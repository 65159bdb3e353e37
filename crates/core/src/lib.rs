//! Domain model and invariant rules for the open-mic booking platform.
//!
//! Everything in this crate is storage-agnostic: the aggregate types, the
//! pure slot/attendance mutations, the event status machine, notification
//! wording, and the [`store::EntityStore`] seam the booking services are
//! written against.

pub mod attendance;
pub mod error;
pub mod event;
pub mod memory;
pub mod notification;
pub mod slots;
pub mod store;
pub mod types;
pub mod user;
//! A user's own notifications.

use std::sync::Arc;

use openmic_core::error::CoreError;
use openmic_core::notification::Notification;
use openmic_core::store::EntityStore;
use openmic_core::types::DbId;

/// Maximum number of notifications returned by one listing.
pub const INBOX_LIMIT: i64 = 50;

#[derive(Clone)]
pub struct NotificationInbox {
    store: Arc<dyn EntityStore>,
}

impl NotificationInbox {
    pub fn new(store: Arc<dyn EntityStore>) -> Self {
        Self { store }
    }

    /// Newest first, at most [`INBOX_LIMIT`].
    pub async fn list(
        &self,
        recipient_id: DbId,
        unread_only: bool,
    ) -> Result<Vec<Notification>, CoreError> {
        Ok(self
            .store
            .list_notifications(recipient_id, unread_only, INBOX_LIMIT)
            .await?)
    }

    pub async fn unread_count(&self, recipient_id: DbId) -> Result<i64, CoreError> {
        Ok(self.store.count_unread_notifications(recipient_id).await?)
    }

    pub async fn mark_read(
        &self,
        notification_id: DbId,
        requester_id: DbId,
    ) -> Result<Notification, CoreError> {
        let mut notification = self.owned(notification_id, requester_id).await?;
        if !self.store.mark_notification_read(notification_id).await? {
            return Err(not_found(notification_id));
        }
        notification.read = true;
        Ok(notification)
    }

    /// Returns how many notifications changed.
    pub async fn mark_all_read(&self, recipient_id: DbId) -> Result<u64, CoreError> {
        let marked = self.store.mark_all_notifications_read(recipient_id).await?;
        tracing::debug!(%recipient_id, marked, "Notifications marked read");
        Ok(marked)
    }

    pub async fn delete(&self, notification_id: DbId, requester_id: DbId) -> Result<(), CoreError> {
        self.owned(notification_id, requester_id).await?;
        if !self.store.delete_notification(notification_id).await? {
            return Err(not_found(notification_id));
        }
        Ok(())
    }

    async fn owned(
        &self,
        notification_id: DbId,
        requester_id: DbId,
    ) -> Result<Notification, CoreError> {
        let notification = self
            .store
            .find_notification(notification_id)
            .await?
            .ok_or_else(|| not_found(notification_id))?;

        if notification.recipient_id != requester_id {
            return Err(CoreError::Forbidden(
                "Not authorized to modify this notification".into(),
            ));
        }
        Ok(notification)
    }
}

fn not_found(id: DbId) -> CoreError {
    CoreError::NotFound {
        entity: "Notification",
        id,
    }
}
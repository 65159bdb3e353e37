//! User entity: one type for guests, comedians and hosts.
//!
//! Role-specific data (performance slots for comedians, hosted events for
//! hosts) lives on the same struct; the operations that need a role check it.

use std::fmt;
use std::str::FromStr;

use serde::{Deserialize, Serialize};
use validator::Validate;

use crate::error::CoreError;
use crate::types::{new_id, DbId, Timestamp};

// ---------------------------------------------------------------------------
// Role
// ---------------------------------------------------------------------------

/// The kind of account. Fixed at registration.
#[derive(Debug, Clone, Copy, PartialEq, Eq, Hash, Serialize, Deserialize)]
#[serde(rename_all = "lowercase")]
pub enum UserType {
    Guest,
    Comedian,
    Host,
}

impl UserType {
    pub fn as_str(self) -> &'static str {
        match self {
            Self::Guest => "guest",
            Self::Comedian => "comedian",
            Self::Host => "host",
        }
    }
}

impl fmt::Display for UserType {
    fn fmt(&self, f: &mut fmt::Formatter<'_>) -> fmt::Result {
        f.write_str(self.as_str())
    }
}

impl FromStr for UserType {
    type Err = CoreError;

    fn from_str(s: &str) -> Result<Self, Self::Err> {
        match s {
            "guest" => Ok(Self::Guest),
            "comedian" => Ok(Self::Comedian),
            "host" => Ok(Self::Host),
            other => Err(CoreError::Validation(format!(
                "Invalid user type '{other}'. Must be one of: guest, comedian, host"
            ))),
        }
    }
}

// ---------------------------------------------------------------------------
// Notification preferences
// ---------------------------------------------------------------------------

/// How long before a performance the reminder should fire.
#[derive(Debug, Clone, Copy, PartialEq, Eq, Default, Serialize, Deserialize)]
pub enum ReminderTime {
    #[serde(rename = "1hour")]
    OneHour,
    #[default]
    #[serde(rename = "1day")]
    OneDay,
    #[serde(rename = "1week")]
    OneWeek,
}

impl ReminderTime {
    /// Lead time before the performance start.
    pub fn lead_time(self) -> chrono::Duration {
        match self {
            Self::OneHour => chrono::Duration::hours(1),
            Self::OneDay => chrono::Duration::days(1),
            Self::OneWeek => chrono::Duration::weeks(1),
        }
    }
}

#[derive(Debug, Clone, PartialEq, Eq, Serialize, Deserialize)]
pub struct NotificationPreferences {
    pub enable_notifications: bool,
    pub available_slot_alerts: bool,
    pub upcoming_performance_reminders: bool,
    pub reminder_time: ReminderTime,
}

impl Default for NotificationPreferences {
    fn default() -> Self {
        Self {
            enable_notifications: true,
            available_slot_alerts: true,
            upcoming_performance_reminders: true,
            reminder_time: ReminderTime::default(),
        }
    }
}

/// Partial update for [`NotificationPreferences`]. Only `Some` fields change.
#[derive(Debug, Clone, Default, Deserialize)]
pub struct PreferencesPatch {
    pub enable_notifications: Option<bool>,
    pub available_slot_alerts: Option<bool>,
    pub upcoming_performance_reminders: Option<bool>,
    pub reminder_time: Option<ReminderTime>,
}

impl NotificationPreferences {
    /// Apply a patch in place.
    pub fn apply(&mut self, patch: &PreferencesPatch) {
        if let Some(v) = patch.enable_notifications {
            self.enable_notifications = v;
        }
        if let Some(v) = patch.available_slot_alerts {
            self.available_slot_alerts = v;
        }
        if let Some(v) = patch.upcoming_performance_reminders {
            self.upcoming_performance_reminders = v;
        }
        if let Some(v) = patch.reminder_time {
            self.reminder_time = v;
        }
    }
}

// ---------------------------------------------------------------------------
// User
// ---------------------------------------------------------------------------

/// Back-reference from a comedian to a slot they hold.
#[derive(Debug, Clone, Copy, PartialEq, Eq, Hash, Serialize, Deserialize)]
pub struct PerformanceSlotRef {
    pub event_id: DbId,
    pub slot_id: DbId,
}

/// Full user document.
///
/// Contains the password hash -- it is skipped during serialization.
#[derive(Debug, Clone, Serialize, Deserialize)]
pub struct User {
    pub id: DbId,
    pub name: String,
    pub email: String,
    #[serde(skip_serializing, default)]
    pub password_hash: String,
    pub user_type: UserType,
    pub bio: String,
    pub profile_picture: String,
    pub events_attending: Vec<DbId>,
    pub performance_slots: Vec<PerformanceSlotRef>,
    pub events_hosting: Vec<DbId>,
    pub notification_preferences: NotificationPreferences,
    pub created_at: Timestamp,
}

/// Input for registering a user. Hashing happens before this point.
#[derive(Debug, Clone, Deserialize)]
pub struct NewUser {
    pub name: String,
    pub email: String,
    pub password_hash: String,
    pub user_type: UserType,
}

impl User {
    /// Build a fresh user document with empty link lists and default preferences.
    pub fn new(input: NewUser) -> Self {
        Self {
            id: new_id(),
            name: input.name.trim().to_string(),
            email: input.email.trim().to_lowercase(),
            password_hash: input.password_hash,
            user_type: input.user_type,
            bio: String::new(),
            profile_picture: String::new(),
            events_attending: Vec::new(),
            performance_slots: Vec::new(),
            events_hosting: Vec::new(),
            notification_preferences: NotificationPreferences::default(),
            created_at: chrono::Utc::now(),
        }
    }

    /// Fail with [`CoreError::InvalidRole`] unless the user has the given type.
    pub fn require_type(&self, expected: UserType, action: &str) -> Result<(), CoreError> {
        if self.user_type == expected {
            Ok(())
        } else {
            Err(CoreError::InvalidRole(format!(
                "Only {expected} accounts can {action}"
            )))
        }
    }

    /// Whether this user should receive `slot_available` fan-out.
    pub fn wants_slot_alerts(&self) -> bool {
        self.user_type == UserType::Comedian
            && self.notification_preferences.enable_notifications
            && self.notification_preferences.available_slot_alerts
    }

    /// Whether this user accepts any notifications at all.
    pub fn accepts_notifications(&self) -> bool {
        self.notification_preferences.enable_notifications
    }
}

// ---------------------------------------------------------------------------
// Profile
// ---------------------------------------------------------------------------

/// Partial update for the public profile fields. Only `Some` fields change.
#[derive(Debug, Clone, Default, Deserialize, Validate)]
pub struct ProfilePatch {
    #[validate(length(min = 1, max = 100, message = "name must not be empty"))]
    pub name: Option<String>,
    #[validate(length(max = 2000))]
    pub bio: Option<String>,
    #[validate(length(max = 500))]
    pub profile_picture: Option<String>,
}

impl ProfilePatch {
    /// Validate, then apply in place. Names are trimmed.
    pub fn apply(&self, user: &mut User) -> Result<(), CoreError> {
        self.validate()?;
        if let Some(name) = &self.name {
            let name = name.trim();
            if name.is_empty() {
                return Err(CoreError::Validation("name must not be empty".into()));
            }
            user.name = name.to_string();
        }
        if let Some(bio) = &self.bio {
            user.bio.clone_from(bio);
        }
        if let Some(picture) = &self.profile_picture {
            user.profile_picture = picture.trim().to_string();
        }
        Ok(())
    }
}
//! Repository for the `users` table.
//!
//! The back-reference columns are only ever changed with targeted array
//! updates so concurrent ledger writes on the same user do not overwrite
//! each other.

use openmic_core::types::DbId;
use openmic_core::user::{NotificationPreferences, PerformanceSlotRef, User};
use sqlx::types::Json;
use sqlx::PgPool;

use crate::models::user::UserRow;

/// Column list for `users` queries.
const COLUMNS: &str = "id, name, email, password_hash, user_type, bio, profile_picture, \
    events_attending, performance_slots, events_hosting, notification_preferences, \
    created_at, updated_at";

/// Provides document operations for users.
pub struct UserRepo;

impl UserRepo {
    /// Find a user by id.
    pub async fn find_by_id(pool: &PgPool, id: DbId) -> Result<Option<User>, sqlx::Error> {
        let query = format!("SELECT {COLUMNS} FROM users WHERE id = $1");
        sqlx::query_as::<_, UserRow>(&query)
            .bind(id)
            .fetch_optional(pool)
            .await?
            .map(User::try_from)
            .transpose()
    }

    /// Insert a fully built user document.
    pub async fn insert(pool: &PgPool, user: &User) -> Result<(), sqlx::Error> {
        sqlx::query(
            "INSERT INTO users (id, name, email, password_hash, user_type, bio, \
                 profile_picture, events_attending, performance_slots, events_hosting, \
                 notification_preferences, created_at) \
             VALUES ($1, $2, $3, $4, $5, $6, $7, $8, $9, $10, $11, $12)",
        )
        .bind(user.id)
        .bind(&user.name)
        .bind(&user.email)
        .bind(&user.password_hash)
        .bind(user.user_type.as_str())
        .bind(&user.bio)
        .bind(&user.profile_picture)
        .bind(&user.events_attending)
        .bind(Json(&user.performance_slots))
        .bind(&user.events_hosting)
        .bind(Json(&user.notification_preferences))
        .bind(user.created_at)
        .execute(pool)
        .await?;
        Ok(())
    }

    /// Comedians with notifications and slot alerts both enabled, oldest first.
    pub async fn list_slot_alert_recipients(pool: &PgPool) -> Result<Vec<User>, sqlx::Error> {
        let query = format!(
            "SELECT {COLUMNS} FROM users \
             WHERE user_type = 'comedian' \
               AND (notification_preferences->>'enable_notifications')::boolean \
               AND (notification_preferences->>'available_slot_alerts')::boolean \
             ORDER BY created_at ASC"
        );
        sqlx::query_as::<_, UserRow>(&query)
            .fetch_all(pool)
            .await?
            .into_iter()
            .map(User::try_from)
            .collect()
    }

    /// Overwrite a user's notification preferences.
    pub async fn update_preferences(
        pool: &PgPool,
        user_id: DbId,
        prefs: &NotificationPreferences,
    ) -> Result<bool, sqlx::Error> {
        let result = sqlx::query(
            "UPDATE users SET notification_preferences = $2, updated_at = NOW() WHERE id = $1",
        )
        .bind(user_id)
        .bind(Json(prefs))
        .execute(pool)
        .await?;
        Ok(result.rows_affected() > 0)
    }

    pub async fn update_profile(pool: &PgPool, user: &User) -> Result<bool, sqlx::Error> {
        let result = sqlx::query(
            "UPDATE users SET name = $2, bio = $3, profile_picture = $4, updated_at = NOW() \
             WHERE id = $1",
        )
        .bind(user.id)
        .bind(&user.name)
        .bind(&user.bio)
        .bind(&user.profile_picture)
        .execute(pool)
        .await?;
        Ok(result.rows_affected() > 0)
    }

    /// Add `event_id` to `events_attending` unless already present.
    ///
    /// Returns `true` if the user exists.
    pub async fn add_event_attending(
        pool: &PgPool,
        user_id: DbId,
        event_id: DbId,
    ) -> Result<bool, sqlx::Error> {
        Self::add_to_array(pool, "events_attending", user_id, event_id).await
    }

    /// Returns `true` if the entry was present and removed.
    pub async fn remove_event_attending(
        pool: &PgPool,
        user_id: DbId,
        event_id: DbId,
    ) -> Result<bool, sqlx::Error> {
        Self::remove_from_array(pool, "events_attending", user_id, event_id).await
    }

    /// Add `event_id` to `events_hosting` unless already present.
    pub async fn add_event_hosting(
        pool: &PgPool,
        user_id: DbId,
        event_id: DbId,
    ) -> Result<bool, sqlx::Error> {
        Self::add_to_array(pool, "events_hosting", user_id, event_id).await
    }

    pub async fn remove_event_hosting(
        pool: &PgPool,
        user_id: DbId,
        event_id: DbId,
    ) -> Result<bool, sqlx::Error> {
        Self::remove_from_array(pool, "events_hosting", user_id, event_id).await
    }

    /// Append a performance slot entry unless an identical one exists.
    ///
    /// Returns `true` if the user exists.
    pub async fn add_performance_slot(
        pool: &PgPool,
        user_id: DbId,
        entry: PerformanceSlotRef,
    ) -> Result<bool, sqlx::Error> {
        let result = sqlx::query(
            "UPDATE users SET \
                 performance_slots = CASE \
                     WHEN performance_slots @> $2 THEN performance_slots \
                     ELSE performance_slots || $2 \
                 END, \
                 updated_at = NOW() \
             WHERE id = $1",
        )
        .bind(user_id)
        .bind(Json([entry]))
        .execute(pool)
        .await?;
        Ok(result.rows_affected() > 0)
    }

    /// Returns `true` if the entry was present and removed.
    pub async fn remove_performance_slot(
        pool: &PgPool,
        user_id: DbId,
        entry: PerformanceSlotRef,
    ) -> Result<bool, sqlx::Error> {
        let result = sqlx::query(
            "UPDATE users SET \
                 performance_slots = COALESCE( \
                     (SELECT jsonb_agg(p) FROM jsonb_array_elements(performance_slots) p \
                      WHERE p <> $2), \
                     '[]'::jsonb), \
                 updated_at = NOW() \
             WHERE id = $1 AND performance_slots @> jsonb_build_array($2)",
        )
        .bind(user_id)
        .bind(Json(entry))
        .execute(pool)
        .await?;
        Ok(result.rows_affected() > 0)
    }

    /// Pull `event_id` from every listed attendee's `events_attending` and
    /// every performance slot entry for it from every listed claimant, in
    /// one statement.
    ///
    /// Returns the number of user rows touched.
    pub async fn unlink_event(
        pool: &PgPool,
        event_id: DbId,
        attendee_ids: &[DbId],
        claimant_ids: &[DbId],
    ) -> Result<u64, sqlx::Error> {
        if attendee_ids.is_empty() && claimant_ids.is_empty() {
            return Ok(0);
        }
        let result = sqlx::query(
            "UPDATE users SET \
                 events_attending = CASE \
                     WHEN id = ANY($2) THEN array_remove(events_attending, $1) \
                     ELSE events_attending \
                 END, \
                 performance_slots = CASE \
                     WHEN id = ANY($3) THEN COALESCE( \
                         (SELECT jsonb_agg(p) FROM jsonb_array_elements(performance_slots) p \
                          WHERE p->>'event_id' <> $4), \
                         '[]'::jsonb) \
                     ELSE performance_slots \
                 END, \
                 updated_at = NOW() \
             WHERE id = ANY($2) OR id = ANY($3)",
        )
        .bind(event_id)
        .bind(attendee_ids)
        .bind(claimant_ids)
        .bind(event_id.to_string())
        .execute(pool)
        .await?;
        Ok(result.rows_affected())
    }

    /// Overwrite both back-reference lists.
    pub async fn replace_links(
        pool: &PgPool,
        user_id: DbId,
        events_attending: &[DbId],
        performance_slots: &[PerformanceSlotRef],
    ) -> Result<bool, sqlx::Error> {
        let result = sqlx::query(
            "UPDATE users SET events_attending = $2, performance_slots = $3, \
                 updated_at = NOW() \
             WHERE id = $1",
        )
        .bind(user_id)
        .bind(events_attending)
        .bind(Json(performance_slots))
        .execute(pool)
        .await?;
        Ok(result.rows_affected() > 0)
    }

    async fn add_to_array(
        pool: &PgPool,
        column: &'static str,
        user_id: DbId,
        event_id: DbId,
    ) -> Result<bool, sqlx::Error> {
        let query = format!(
            "UPDATE users SET \
                 {column} = CASE \
                     WHEN $2 = ANY({column}) THEN {column} \
                     ELSE array_append({column}, $2) \
                 END, \
                 updated_at = NOW() \
             WHERE id = $1"
        );
        let result = sqlx::query(&query)
            .bind(user_id)
            .bind(event_id)
            .execute(pool)
            .await?;
        Ok(result.rows_affected() > 0)
    }

    async fn remove_from_array(
        pool: &PgPool,
        column: &'static str,
        user_id: DbId,
        event_id: DbId,
    ) -> Result<bool, sqlx::Error> {
        let query = format!(
            "UPDATE users SET {column} = array_remove({column}, $2), updated_at = NOW() \
             WHERE id = $1 AND $2 = ANY({column})"
        );
        let result = sqlx::query(&query)
            .bind(user_id)
            .bind(event_id)
            .execute(pool)
            .await?;
        Ok(result.rows_affected() > 0)
    }
}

————————

## Task brief
Keep to the lines from the one containing "WHERE id = $1 AND $2" to the end of the entries above, and retype them exactly.

## Task answer
             WHERE id = $1 AND $2 = ANY({column})"
        );
        let result = sqlx::query(&query)
            .bind(user_id)
            .bind(event_id)
            .execute(pool)
            .await?;
        Ok(result.rows_affected() > 0)
    }
}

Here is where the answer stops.